Canada, Japan and Russia may be suggesting the Clean
Development Mechanism and the Joint Implementation programs,
which create carbon credits for use in Europe and beyond, should
be shifted into a different track of the UN climate talks, said
Jerome Whitington from the Climate Justice Research Project at
the college in Hanover, New Hampshire.
The markets were set up by the Kyoto Protocol, negotiated
in Japan in 1997. While developing nations led by China, India
and Brazil want to renew Kyoto's restrictions on greenhouse
gases once the current limits expire in 2012, Japan, Russia and
Canada don't want to renew the treaty.
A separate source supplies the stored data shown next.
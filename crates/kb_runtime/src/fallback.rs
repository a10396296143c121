//! Hierarchical fallback content.
//!
//! When a fresh read is unavailable, content is sourced in fixed priority
//! order: stale cache entry → packaged default (embedded with the binary,
//! keyed by layer) → emergency string. The provider reports which tier
//! served so the loader can surface it in status and warnings; the loader is
//! therefore guaranteed to always return *something*.

use std::collections::HashMap;
use std::sync::Arc;

use serde::Deserialize;
use tracing::warn;

use crate::cache::ContentCache;
use crate::context::RequestContext;
use crate::index::{FileRef, LayerId};

const PACKAGED_DEFAULTS: &str = include_str!("../assets/packaged_defaults.toml");

/// Last-resort content when even the packaged defaults have no entry.
pub(crate) const EMERGENCY_CONTENT: &str = "# Core principles\n\
- Prefer the smallest change that solves the problem.\n\
- Make behavior observable before making it fast.\n";

/// Which rung of the fallback ladder actually served.
#[derive(Debug, Clone, Copy, PartialEq, Eq)]
pub enum FallbackTier {
    StaleCache,
    Packaged,
    Emergency,
}

impl FallbackTier {
    pub fn as_str(&self) -> &'static str {
        match self {
            FallbackTier::StaleCache => "stale_cache",
            FallbackTier::Packaged => "packaged_default",
            FallbackTier::Emergency => "emergency",
        }
    }
}

#[derive(Debug, Deserialize)]
struct PackagedFile {
    #[serde(default)]
    layers: HashMap<String, String>,
}

pub struct FallbackProvider {
    cache: Arc<ContentCache>,
    packaged: HashMap<String, String>,
}

impl FallbackProvider {
    pub fn new(cache: Arc<ContentCache>) -> Self {
        let packaged = match toml::from_str::<PackagedFile>(PACKAGED_DEFAULTS) {
            Ok(parsed) => parsed.layers,
            Err(error) => {
                // The resource ships with the binary; failing to parse it is
                // a build defect, but the emergency tier still holds the
                // always-returns contract.
                warn!(?error, "packaged fallback resource failed to parse");
                HashMap::new()
            }
        };
        Self { cache, packaged }
    }

    /// Substitute content for a single file that could not be read fresh.
    pub fn file_fallback(&self, file: &FileRef, ctx: &RequestContext) -> (String, FallbackTier) {
        if let Some(blob) = self.cache.stale_blob(file, ctx) {
            return (blob.text(), FallbackTier::StaleCache);
        }
        self.packaged_or_emergency(&file.layer)
    }

    /// Substitute content for a whole layer, used when the layer was never
    /// read (breaker open) or timed out before producing anything. Stale
    /// entries for any of the layer's files are preferred, concatenated in
    /// file order.
    pub fn layer_fallback(
        &self,
        layer: &LayerId,
        files: &[FileRef],
        ctx: &RequestContext,
    ) -> (String, FallbackTier) {
        let stale: Vec<String> = files
            .iter()
            .filter_map(|file| self.cache.stale_blob(file, ctx).map(|blob| blob.text()))
            .collect();
        if !stale.is_empty() {
            return (stale.join("\n\n"), FallbackTier::StaleCache);
        }
        self.packaged_or_emergency(layer)
    }

    fn packaged_or_emergency(&self, layer: &LayerId) -> (String, FallbackTier) {
        // Exact layer id first, then its top-level layer.
        if let Some(content) = self
            .packaged
            .get(layer.as_str())
            .or_else(|| self.packaged.get(layer.root()))
        {
            return (content.clone(), FallbackTier::Packaged);
        }
        (EMERGENCY_CONTENT.to_string(), FallbackTier::Emergency)
    }
}

#[cfg(test)]
mod tests {
    use super::*;
    use crate::cache::CacheOutcome;
    use crate::config::CacheSettings;
    use crate::fingerprint::Fingerprint;
    use crate::source::FsSource;
    use kb_events::EventBus;
    use std::path::Path;

    fn provider_with_cache() -> (FallbackProvider, Arc<ContentCache>) {
        let cache = Arc::new(ContentCache::new(
            &CacheSettings::default(),
            Arc::new(FsSource),
            EventBus::disabled(),
        ));
        (FallbackProvider::new(Arc::clone(&cache)), cache)
    }

    fn file_ref(dir: &Path, relative: &str, contents: &[u8]) -> FileRef {
        let absolute = dir.join(relative);
        if let Some(parent) = absolute.parent() {
            std::fs::create_dir_all(parent).expect("mkdir");
        }
        std::fs::write(&absolute, contents).expect("write");
        FileRef {
            layer: LayerId::new(relative.rsplit_once('/').unwrap().0).unwrap(),
            relative_path: relative.to_string(),
            absolute_path: absolute,
            size: contents.len() as u64,
            modified: None,
            fingerprint: Fingerprint::of(contents),
        }
    }

    #[test]
    fn packaged_defaults_parse_and_cover_known_layers() {
        let (provider, _cache) = provider_with_cache();
        for layer in ["core", "guidelines", "frameworks", "practices", "scenarios", "templates"] {
            assert!(
                provider.packaged.contains_key(layer),
                "missing packaged default for {layer}"
            );
        }
    }

    #[tokio::test]
    async fn file_fallback_prefers_stale_cache() {
        let dir = tempfile::tempdir().expect("tempdir");
        let file = file_ref(dir.path(), "core/a.md", b"cached body");
        let (provider, cache) = provider_with_cache();
        let ctx = RequestContext::new();

        // Nothing cached yet: packaged default for `core`.
        let (content, tier) = provider.file_fallback(&file, &ctx);
        assert_eq!(tier, FallbackTier::Packaged);
        assert!(content.contains("Core principles"));

        cache.read_through(&file, &ctx).await.expect("prime cache");
        assert!(matches!(cache.lookup(&file, &ctx), CacheOutcome::Fresh(_)));
        let (content, tier) = provider.file_fallback(&file, &ctx);
        assert_eq!(tier, FallbackTier::StaleCache);
        assert_eq!(content, "cached body");
    }

    #[tokio::test]
    async fn layer_fallback_concatenates_stale_files_in_order() {
        let dir = tempfile::tempdir().expect("tempdir");
        let a = file_ref(dir.path(), "core/a.md", b"aaa");
        let b = file_ref(dir.path(), "core/b.md", b"bb");
        let (provider, cache) = provider_with_cache();
        let ctx = RequestContext::new();
        cache.read_through(&a, &ctx).await.expect("a");
        cache.read_through(&b, &ctx).await.expect("b");

        let layer = LayerId::new("core").unwrap();
        let (content, tier) =
            provider.layer_fallback(&layer, &[a.clone(), b.clone()], &ctx);
        assert_eq!(tier, FallbackTier::StaleCache);
        assert_eq!(content, "aaa\n\nbb");
    }

    #[test]
    fn unknown_layer_falls_to_emergency() {
        let (provider, _cache) = provider_with_cache();
        let layer = LayerId::new("made-up").unwrap();
        let (content, tier) = provider.layer_fallback(&layer, &[], &RequestContext::new());
        assert_eq!(tier, FallbackTier::Emergency);
        assert_eq!(content, EMERGENCY_CONTENT);
    }

    #[test]
    fn nested_layer_uses_top_level_packaged_default() {
        let (provider, _cache) = provider_with_cache();
        let layer = LayerId::new("frameworks/react").unwrap();
        let (content, tier) = provider.layer_fallback(&layer, &[], &RequestContext::new());
        assert_eq!(tier, FallbackTier::Packaged);
        assert!(content.contains("Framework notes"));
    }
}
The U.S. never signed it.
Whitington said carbon markets might be shifted into
another track of the UN climate talks supported by the U.S. and
known as the Long-term Co-operative Action stream.
That "would be a deathknell for Kyoto," Whitington said
today in an interview in Cancun, Mexico. "Kyoto is the one
thing that is keeping negotiations sane" because it includes
binding targets that have a chance of curbing climate change, he
said.
The CDM is the world's second biggest carbon market after
the European Union cap-and-trade program.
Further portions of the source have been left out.